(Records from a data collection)
• • • • •

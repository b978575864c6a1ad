use std::io::{Read, Write};
use std::net::{Shutdown, TcpStream};
use std::time::Duration;

use crate::error::Result;

/// Connected blocking byte stream, TCP or Unix domain socket.
pub struct IpcStream {
    inner: Inner,
}

enum Inner {
    Tcp(TcpStream),
    #[cfg(unix)]
    Unix(std::os::unix::net::UnixStream),
}

// Both std stream types share the method names used here.
macro_rules! each {
    ($inner:expr, $stream:ident => $body:expr) => {
        match $inner {
            Inner::Tcp($stream) => $body,
            #[cfg(unix)]
            Inner::Unix($stream) => $body,
        }
    };
}

impl Read for IpcStream {
    fn read(&mut self, buf: &mut [u8]) -> std::io::Result<usize> {
        each!(&mut self.inner, s => s.read(buf))
    }
}

impl Write for IpcStream {
    fn write(&mut self, buf: &[u8]) -> std::io::Result<usize> {
        each!(&mut self.inner, s => s.write(buf))
    }

    fn flush(&mut self) -> std::io::Result<()> {
        each!(&mut self.inner, s => s.flush())
    }
}

impl IpcStream {
    pub(crate) fn from_tcp(stream: TcpStream) -> Self {
        let _ = stream.set_nodelay(true);
        Self {
            inner: Inner::Tcp(stream),
        }
    }

    #[cfg(unix)]
    pub(crate) fn from_unix(stream: std::os::unix::net::UnixStream) -> Self {
        Self {
            inner: Inner::Unix(stream),
        }
    }

    /// `None` blocks forever. An expired timeout surfaces as `WouldBlock`
    /// or `TimedOut` from `read`.
    pub fn set_read_timeout(&self, timeout: Option<Duration>) -> Result<()> {
        Ok(each!(&self.inner, s => s.set_read_timeout(timeout))?)
    }

    pub fn set_write_timeout(&self, timeout: Option<Duration>) -> Result<()> {
        Ok(each!(&self.inner, s => s.set_write_timeout(timeout))?)
    }

    /// A second handle on the same connection, for a dedicated reader.
    pub fn try_clone(&self) -> Result<Self> {
        let inner = match &self.inner {
            Inner::Tcp(s) => Inner::Tcp(s.try_clone()?),
            #[cfg(unix)]
            Inner::Unix(s) => Inner::Unix(s.try_clone()?),
        };
        Ok(Self { inner })
    }

    /// Close both directions. A clone blocked in `read` sees EOF.
    pub fn shutdown(&self) -> Result<()> {
        match each!(&self.inner, s => s.shutdown(Shutdown::Both)) {
            Err(err) if err.kind() != std::io::ErrorKind::NotConnected => Err(err.into()),
            _ => Ok(()),
        }
    }

    /// Drop unsent bytes on close instead of lingering. No-op for Unix
    /// domain sockets.
    pub fn set_zero_linger(&self) -> Result<()> {
        match &self.inner {
            #[cfg(unix)]
            Inner::Tcp(s) => {
                use std::os::fd::AsRawFd;
                crate::linger::set_zero_linger(s.as_raw_fd())
            }
            #[cfg(not(unix))]
            Inner::Tcp(_) => Ok(()),
            #[cfg(unix)]
            Inner::Unix(_) => Ok(()),
        }
    }

    pub fn transport_name(&self) -> &'static str {
        match &self.inner {
            Inner::Tcp(_) => "tcp",
            #[cfg(unix)]
            Inner::Unix(_) => "ipc",
        }
    }
}

impl std::fmt::Debug for IpcStream {
    fn fmt(&self, f: &mut std::fmt::Formatter<'_>) -> std::fmt::Result {
        f.debug_tuple("IpcStream")
            .field(&self.transport_name())
            .finish()
    }
}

• • • • •

_What you have to do_:
From the records above, extract every entry verbatim.

_Answer to this task_:
repository b978575864c6a1ad
use std::io::{Read, Write};
use std::net::{Shutdown, TcpStream};
use std::time::Duration;

use crate::error::Result;

/// Connected blocking byte stream, TCP or Unix domain socket.
pub struct IpcStream {
    inner: Inner,
}

enum Inner {
    Tcp(TcpStream),
    #[cfg(unix)]
    Unix(std::os::unix::net::UnixStream),
}

// Both std stream types share the method names used here.
macro_rules! each {
    ($inner:expr, $stream:ident => $body:expr) => {
        match $inner {
            Inner::Tcp($stream) => $body,
            #[cfg(unix)]
            Inner::Unix($stream) => $body,
        }
    };
}

impl Read for IpcStream {
    fn read(&mut self, buf: &mut [u8]) -> std::io::Result<usize> {
        each!(&mut self.inner, s => s.read(buf))
    }
}

impl Write for IpcStream {
    fn write(&mut self, buf: &[u8]) -> std::io::Result<usize> {
        each!(&mut self.inner, s => s.write(buf))
    }

    fn flush(&mut self) -> std::io::Result<()> {
        each!(&mut self.inner, s => s.flush())
    }
}

impl IpcStream {
    pub(crate) fn from_tcp(stream: TcpStream) -> Self {
        let _ = stream.set_nodelay(true);
        Self {
            inner: Inner::Tcp(stream),
        }
    }

    #[cfg(unix)]
    pub(crate) fn from_unix(stream: std::os::unix::net::UnixStream) -> Self {
        Self {
            inner: Inner::Unix(stream),
        }
    }

    /// `None` blocks forever. An expired timeout surfaces as `WouldBlock`
    /// or `TimedOut` from `read`.
    pub fn set_read_timeout(&self, timeout: Option<Duration>) -> Result<()> {
        Ok(each!(&self.inner, s => s.set_read_timeout(timeout))?)
    }

    pub fn set_write_timeout(&self, timeout: Option<Duration>) -> Result<()> {
        Ok(each!(&self.inner, s => s.set_write_timeout(timeout))?)
    }

    /// A second handle on the same connection, for a dedicated reader.
    pub fn try_clone(&self) -> Result<Self> {
        let inner = match &self.inner {
            Inner::Tcp(s) => Inner::Tcp(s.try_clone()?),
            #[cfg(unix)]
            Inner::Unix(s) => Inner::Unix(s.try_clone()?),
        };
        Ok(Self { inner })
    }

    /// Close both directions. A clone blocked in `read` sees EOF.
    pub fn shutdown(&self) -> Result<()> {
        match each!(&self.inner, s => s.shutdown(Shutdown::Both)) {
            Err(err) if err.kind() != std::io::ErrorKind::NotConnected => Err(err.into()),
            _ => Ok(()),
        }
    }

    /// Drop unsent bytes on close instead of lingering. No-op for Unix
    /// domain sockets.
    pub fn set_zero_linger(&self) -> Result<()> {
        match &self.inner {
            #[cfg(unix)]
            Inner::Tcp(s) => {
                use std::os::fd::AsRawFd;
                crate::linger::set_zero_linger(s.as_raw_fd())
            }
            #[cfg(not(unix))]
            Inner::Tcp(_) => Ok(()),
            #[cfg(unix)]
            Inner::Unix(_) => Ok(()),
        }
    }

    pub fn transport_name(&self) -> &'static str {
        match &self.inner {
            Inner::Tcp(_) => "tcp",
            #[cfg(unix)]
            Inner::Unix(_) => "ipc",
        }
    }
}

impl std::fmt::Debug for IpcStream {
    fn fmt(&self, f: &mut std::fmt::Formatter<'_>) -> std::fmt::Result {
        f.debug_tuple("IpcStream")
            .field(&self.transport_name())
            .finish()
    }
}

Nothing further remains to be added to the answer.